He started writing poetry when he was seven years old and published his first collection, Beyond the Palisades, when he was only seventeen.

Biography

Biography Timeline

1936

In 1936, when Baxter was ten, the family moved to Wanganui where he and his brother attended St Johns Hill School, and the following year they moved to England and attended Sibford School in the Cotswolds. Both schools were Quaker schools and boarding schools. In 1938 the family returned to New Zealand. Baxter said of his early life that he felt a gap between himself and other people, “increased considerably by the fact that I was born in New Zealand, and grew up there till I was nine, and then attended an English boarding school for a couple of years, and came back to New Zealand at thirteen, in the first flush of puberty, quite out of touch with my childhood companions and uncertain whether I was an Englishman or a New Zealander”.

1940

In 1940, Baxter began attending King’s High School, Dunedin, where he was bullied, because of his differences to other students (in personality, voice and background), his lack of interest in team sports and his family’s pacifism. His older brother, Terence, was a conscientious objector like their father and was detained in military camps between 1941 and 1945 for his refusal to fight in World War II. Between 1942 and 1946, Baxter drafted around 600 poems, saying later in life that his experiences as a teenager were painful but “created a gap in which the poems were able to grow”.

1943

In 1943, Baxter’s final year of high school, he wrote to a friend that he was considering becoming a lawyer, but was “not decided on it”: “If I should find it possible to live by writing I would gladly do so. Yet many men have thought they could, and found it an illusion.”

1944

In March 1944, at age seventeen, Baxter enrolled at the University of Otago. That same year, he published his first collection of poetry, Beyond the Palisade, to much critical acclaim. Allen Curnow selected six poems from the collection for 1945 collection A Book of New Zealand Verse 1923–1945, and described Baxter’s poems as “a new occurrence in New Zealand: strong in impulse and confident in invention, with qualities of youth in verse which we have lacked”. In this year, Baxter also won the Macmillan Brown Prize for his poem “Convoys”. The prize was coincidentally named after his Scottish maternal grandfather, John Macmillan Brown.

After his eighteenth birthday on 29 June 1944, like his father and brother, Baxter registered as a conscientious objector, citing “religious and humanitarian” grounds. The authorities did not pursue him however due to the late stage of the war.

1947

In late 1947, Baxter moved to Christchurch where he continued working odd jobs. Although he did not enrol at the University of Canterbury he became the literary editor of its student magazine, Canta, and attended some lectures. His behaviour could be erratic due to his alcoholism. His second collection, Blow, Wind of Fruitfulness was published in 1948, and its themes included the New Zealand landscape and solitude.
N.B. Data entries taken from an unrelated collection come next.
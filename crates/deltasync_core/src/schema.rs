//! JSON-Schema description of exchange payloads.
//!
//! Derived purely from table registrations. Request and response share one
//! shape, so the same document validates both directions.

use crate::table::Table;
use serde_json::{json, Map, Value as Json};

fn table_definitions(table: &Table, definitions: &mut Map<String, Json>) {
    let properties: Map<String, Json> = table
        .schema()
        .iter()
        .map(|c| (c.name.clone(), c.ty.json_schema()))
        .collect();
    let key_properties: Map<String, Json> = table
        .primary_key()
        .iter()
        .filter_map(|k| properties.get(k).map(|p| (k.clone(), p.clone())))
        .collect();
    let all: Vec<&str> = table.schema().iter().map(|c| c.name.as_str()).collect();

    definitions.insert(
        format!("{}_deleted", table.name()),
        json!({
            "type": "object",
            "properties": key_properties,
            "additionalProperties": false,
            "required": table.primary_key(),
        }),
    );
    definitions.insert(
        format!("{}_modified", table.name()),
        json!({
            "type": "object",
            "properties": properties,
            "additionalProperties": false,
            "required": all,
        }),
    );
}

/// Builds the contract document for a set of tables.
///
/// Every listed table is required, matching a client that always reports
/// all of its tables.
pub fn contract<'a>(tables: impl IntoIterator<Item = &'a Table>) -> Json {
    let mut definitions = Map::new();
    let mut table_properties = Map::new();
    let mut names = Vec::new();

    for table in tables {
        table_definitions(table, &mut definitions);
        let name = table.name();
        table_properties.insert(
            name.to_string(),
            json!({
                "allOf": [
                    { "$ref": "#/definitions/table" },
                    {
                        "properties": {
                            "modified": { "items": { "$ref": format!("#/definitions/{name}_modified") } },
                            "deleted": { "items": { "$ref": format!("#/definitions/{name}_deleted") } },
                        }
                    }
                ]
            }),
        );
        names.push(name.to_string());
    }

    definitions.insert(
        "table".into(),
        json!({
            "type": "object",
            "properties": {
                "modified": { "type": "array" },
                "deleted": { "type": "array" },
            },
            "additionalProperties": false,
            "required": ["modified", "deleted"],
        }),
    );

    json!({
        "definitions": definitions,
        "type": "object",
        "properties": {
            "timestamp": { "type": "integer", "minimum": 0 },
            "table": {
                "type": "object",
                "properties": table_properties,
                "additionalProperties": false,
                "required": names,
            },
        },
        "additionalProperties": false,
        "required": ["timestamp", "table"],
    })
}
Curnow, in a review, described Baxter as “the most original of New Zealand poets now living”.

1948

In 1948 Baxter married Jacquie Sturm at St John’s Cathedral, Napier, and his developing interest in Christianity culminated in his joining the Anglican church and being baptised during that same year. They moved to Wellington and in February 1951 Baxter enrolled at Wellington Teachers’ College. In 1952 Baxter’s poems were published in a collaborative volume, Poems Unpleasant, alongside poems from Louis Johnson and Anton Vogt. He completed his teaching course in December 1952, and subsequently published his third major collection of poems, The Fallen House. In 1954 he was appointed assistant master at Epuni School, Lower Hutt, and it was here that he wrote a series of children’s poems published later as The Tree House, and Other Poems for Children (1974).

1949

Baxter and his wife had a daughter, Hilary, in 1949, and a son, John, in 1952.

1954

In late 1954, Baxter joined Alcoholics Anonymous, successfully achieving sobriety, and in 1955, he finally graduated with a Bachelor of Arts from Victoria University College. He had also received a substantial inheritance from a great-aunt in 1955 and was able to purchase a house for the family in Ngaio, Wellington. He left Epuni School early in 1956 to write and edit primary school bulletins for the Department of Education’s School Publications Branch. This period is likely to have influenced his later writing which criticised bureaucracy.

1957

In 1957 Baxter took a course in Roman Catholicism and his collection of poems In Fires of No Return, published in 1958 by Oxford University Press, was influenced by his new faith. This was his first work to be published internationally, though it was not critically well-received. Baxter’s wife, a committed Anglican, was dismayed by his conversion to Catholicism, and it was partly because of his conversion that they separated in 1957. Baxter admitted however in a letter to a friend that his conversion was “just one more event in a series of injuries, alcoholism, and gross mistakes”. Through the late 50s and 60s Baxter visited the Southern Star Abbey, a Cistercian monastery at Kopua near Central Hawke’s Bay. He was baptised into the Catholic church in 1958.

1958

Later in 1958, Baxter received a UNESCO stipend to study educational publishing and began an extended journey through Asia, and especially India, where Rabindranath Tagore’s university Shantiniketan was one of the inspirations for Baxter’s later community at Jerusalem, New Zealand. In India he was reconciled with his wife and contracted dysentery. His writing after returning from India was more overtly critical of New Zealand society, evident in the collection Howrah Bridge and Other Poems (1961). He was particularly concerned about the displacement of Māori within the country.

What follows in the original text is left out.